Work request: Set down exactly the entries below, beginning at their first line and ending at the line with "pub fn set(&mut".

Information supplied:
--------

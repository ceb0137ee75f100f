use std::collections::{BTreeMap, BTreeSet};

use crate::{Row, Value};

/// In-memory representation of one warehouse row.
#[derive(Debug, Clone, PartialEq)]
pub struct Entity {
    fields: Row,
    dirty: BTreeSet<String>,
    new: bool,
    errors: BTreeMap<String, Vec<String>>,
    source: Option<String>,
}

impl Default for Entity {
    fn default() -> Self {
        Self::new()
    }
}

impl Entity {
    /// Empty entity that has never been persisted.
    #[must_use]
    pub fn new() -> Self {
        Self {
            fields: Row::new(),
            dirty: BTreeSet::new(),
            new: true,
            errors: BTreeMap::new(),
            source: None,
        }
    }

    /// New entity with every field marked dirty.
    #[must_use]
    pub fn from_row(row: Row) -> Self {
        let mut entity = Self::new();
        for (field, value) in row {
            entity.set(field, value);
        }
        entity
    }

    /// Entity loaded from the warehouse: persisted and clean.
    #[must_use]
    pub fn hydrated(row: Row, source: impl Into<String>) -> Self {
        Self {
            fields: row,
            dirty: BTreeSet::new(),
            new: false,
            errors: BTreeMap::new(),
            source: Some(source.into()),
        }
    }

    #[must_use]
    pub fn get(&self, field: &str) -> Option<&Value> {
        self.fields.get(field)
    }

    /// Sets `field`; the field becomes dirty unless the value is unchanged.
    pub fn set(&mut self, field: impl Into<String>, value: impl Into<Value>) {
        let field = field.into();
        let value = value.into();
        if self.fields.get(&field) == Some(&value) {
            return;
        }
        self.dirty.insert(field.clone());
        self.fields.insert(field, value);
    }

    #[must_use]
    pub fn fields(&self) -> &Row {
        &self.fields
    }

    #[must_use]
    pub fn to_row(&self) -> Row {
        self.fields.clone()
    }

    #[must_use]
    pub const fn is_new(&self) -> bool {
        self.new
    }

    pub fn set_new(&mut self, new: bool) {
        self.new = new;
    }

    #[must_use]
    pub fn is_dirty(&self) -> bool {
        !self.dirty.is_empty()
    }

    #[must_use]
    pub fn is_field_dirty(&self, field: &str) -> bool {
        self.dirty.contains(field)
    }

    pub fn dirty_fields(&self) -> impl Iterator<Item = &str> {
        self.dirty.iter().map(String::as_str)
    }

    /// Clears dirty tracking and validation errors.
    pub fn clean(&mut self) {
        self.dirty.clear();
        self.errors.clear();
    }

    pub fn set_error(&mut self, field: impl Into<String>, message: impl Into<String>) {
        self.errors
            .entry(field.into())
            .or_default()
            .push(message.into());
    }

    #[must_use]
    pub fn has_errors(&self) -> bool {
        self.errors.values().any(|messages| !messages.is_empty())
    }

    #[must_use]
    pub fn errors(&self) -> &BTreeMap<String, Vec<String>> {
        &self.errors
    }

    #[must_use]
    pub fn source(&self) -> Option<&str> {
        self.source.as_deref()
    }

    pub fn set_source(&mut self, source: impl Into<String>) {
        self.source = Some(source.into());
    }
}

/// Options recognized by `save`.
///
/// `atomic` is accepted for compatibility but backends without transactions
/// force it off. `associated`, `check_rules` and `check_existing` are accepted
/// and ignored: entities here carry no associations, rule sets or existence
/// lookups, and validation errors always stop a save.
#[derive(Debug, Clone, Copy, PartialEq, Eq)]
pub struct SaveOptions {
    pub atomic: bool,
    pub associated: bool,
    pub check_rules: bool,
    pub check_existing: bool,
    pub clean_on_success: bool,
}

impl Default for SaveOptions {
    fn default() -> Self {
        Self {
            atomic: false,
            associated: true,
            check_rules: true,
            check_existing: true,
            clean_on_success: true,
        }
    }
}

/// Options recognized by `delete`. Both are accepted and ignored; deletes never
/// run in a transaction and carry no rule checks.
#[derive(Debug, Clone, Copy, Default, PartialEq, Eq)]
pub struct DeleteOptions {
    pub atomic: bool,
    pub check_rules: bool,
}

#[derive(Debug, Clone, Copy, PartialEq, Eq)]
pub enum SaveOutcome {
    /// The remote write completed and the entity was marked clean.
    Saved,
    /// Nothing to persist; no remote call was made.
    Unchanged,
    /// The entity carried validation errors; no remote call was made.
    Invalid,
}

impl SaveOutcome {
    #[must_use]
    pub const fn is_success(self) -> bool {
        matches!(self, Self::Saved | Self::Unchanged)
    }
}

#[cfg(test)]
mod tests {
    use super::Entity;
    use crate::Row;

    #[test]
    fn setting_an_identical_value_does_not_mark_dirty() {
        let mut entity = Entity::hydrated(Row::new().with("name", "A"), "Users");
        entity.set("name", "A");
        assert!(!entity.is_dirty());

        entity.set("name", "B");
        assert!(entity.is_field_dirty("name"));
    }

    #[test]
    fn clean_drops_dirty_state_and_errors() {
        let mut entity = Entity::from_row(Row::new().with("id", "1"));
        entity.set_error("id", "invalid");
        assert!(entity.has_errors());

        entity.clean();
        assert!(!entity.is_dirty());
        assert!(!entity.has_errors());
        assert!(entity.is_new());
    }
}
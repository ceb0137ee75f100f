use std::{error::Error as StdError, fmt, path::PathBuf};

use thiserror::Error;

use crate::RelationalType;

pub type BoxError = Box<dyn StdError + Send + Sync>;

pub type Result<T> = std::result::Result<T, Error>;

#[derive(Debug, Error)]
pub enum Error {
    #[error(transparent)]
    Config(#[from] ConfigError),
    #[error(transparent)]
    Connection(#[from] ConnectionError),
    #[error(transparent)]
    Execute(#[from] ExecutionError),
    #[error(transparent)]
    Coerce(#[from] TypeCoercionError),
    #[error(
        "save failed for table `{table}` and was rolled back locally; remote writes are not undone: {source}"
    )]
    RolledBack {
        table: String,
        #[source]
        source: Box<Error>,
    },
    #[error("entity for table `{table}` has no value for primary key column `{column}`")]
    MissingPrimaryKey { table: String, column: String },
}

impl Error {
    /// Wraps a failure raised while a save was executing.
    #[must_use]
    pub fn rolled_back(table: impl Into<String>, source: Error) -> Self {
        Self::RolledBack {
            table: table.into(),
            source: Box::new(source),
        }
    }
}

#[derive(Debug, Error)]
pub enum ConfigError {
    #[error("failed to read configuration `{}`", path.display())]
    Read {
        path: PathBuf,
        #[source]
        source: std::io::Error,
    },
    #[error("failed to parse {origin}")]
    Parse {
        origin: String,
        #[source]
        source: serde_yaml::Error,
    },
    #[error("qualified table reference requires a non-empty {component}")]
    EmptyTableComponent { component: &'static str },
}

#[derive(Debug, Error)]
pub enum ConnectionError {
    #[error("missing connection `{name}`: {reason}")]
    Missing {
        name: String,
        reason: String,
        #[source]
        source: BoxError,
    },
    #[error("datasource `{name}` is not connected")]
    NotConnected { name: String },
}

#[derive(Debug, Error)]
pub enum ExecutionError {
    #[error("query job failed: {sql}")]
    JobFailed {
        sql: String,
        #[source]
        source: BoxError,
    },
    #[error("query job `{job_id}` did not complete: {sql}")]
    Incomplete { job_id: String, sql: String },
    #[error("failed to fetch results of job `{job_id}`")]
    FetchFailed {
        job_id: String,
        #[source]
        source: BoxError,
    },
    #[error("insert into `{table}` failed for {} row(s): {}", .failed_rows.len(), render_failed_rows(.failed_rows))]
    InsertFailed {
        table: String,
        failed_rows: Vec<FailedRow>,
    },
    #[error("{what} state was poisoned")]
    PoisonedState { what: &'static str },
}

impl ExecutionError {
    pub fn job_failed<E>(sql: impl Into<String>, source: E) -> Self
    where
        E: Into<BoxError>,
    {
        Self::JobFailed {
            sql: sql.into(),
            source: source.into(),
        }
    }

    pub fn fetch_failed<E>(job_id: impl Into<String>, source: E) -> Self
    where
        E: Into<BoxError>,
    {
        Self::FetchFailed {
            job_id: job_id.into(),
            source: source.into(),
        }
    }
}

/// One row rejected by a streaming insert.
#[derive(Debug, Clone, PartialEq, Eq)]
pub struct FailedRow {
    pub index: usize,
    pub reason: String,
}

impl fmt::Display for FailedRow {
    fn fmt(&self, f: &mut fmt::Formatter<'_>) -> fmt::Result {
        write!(f, "row[{}]: {}", self.index, self.reason)
    }
}

fn render_failed_rows(rows: &[FailedRow]) -> String {
    rows.iter()
        .map(ToString::to_string)
        .collect::<Vec<_>>()
        .join("; ")
}

#[derive(Debug, Error)]
pub enum TypeCoercionError {
    #[error("column `{column}`: cannot parse `{value}` as a date/time value")]
    UnparsableDateTime {
        column: String,
        value: String,
        #[source]
        source: chrono::ParseError,
    },
    #[error("column `{column}`: `{value}` is not a valid {target} value")]
    InvalidNumber {
        column: String,
        value: String,
        target: RelationalType,
    },
    #[error("column `{column}`: {value} cannot be coerced to {target}")]
    Unsupported {
        column: String,
        value: String,
        target: RelationalType,
    },
}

--------

Solution for this exercise:
repository ceb0137ee75f100f
use std::collections::{BTreeMap, BTreeSet};

use crate::{Row, Value};

/// In-memory representation of one warehouse row.
#[derive(Debug, Clone, PartialEq)]
pub struct Entity {
    fields: Row,
    dirty: BTreeSet<String>,
    new: bool,
    errors: BTreeMap<String, Vec<String>>,
    source: Option<String>,
}

impl Default for Entity {
    fn default() -> Self {
        Self::new()
    }
}

impl Entity {
    /// Empty entity that has never been persisted.
    #[must_use]
    pub fn new() -> Self {
        Self {
            fields: Row::new(),
            dirty: BTreeSet::new(),
            new: true,
            errors: BTreeMap::new(),
            source: None,
        }
    }

    /// New entity with every field marked dirty.
    #[must_use]
    pub fn from_row(row: Row) -> Self {
        let mut entity = Self::new();
        for (field, value) in row {
            entity.set(field, value);
        }
        entity
    }

    /// Entity loaded from the warehouse: persisted and clean.
    #[must_use]
    pub fn hydrated(row: Row, source: impl Into<String>) -> Self {
        Self {
            fields: row,
            dirty: BTreeSet::new(),
            new: false,
            errors: BTreeMap::new(),
            source: Some(source.into()),
        }
    }

    #[must_use]
    pub fn get(&self, field: &str) -> Option<&Value> {
        self.fields.get(field)
    }

    /// Sets `field`; the field becomes dirty unless the value is unchanged.
    pub fn set(&mut self, field: impl Into<String>, value: impl Into<Value>) {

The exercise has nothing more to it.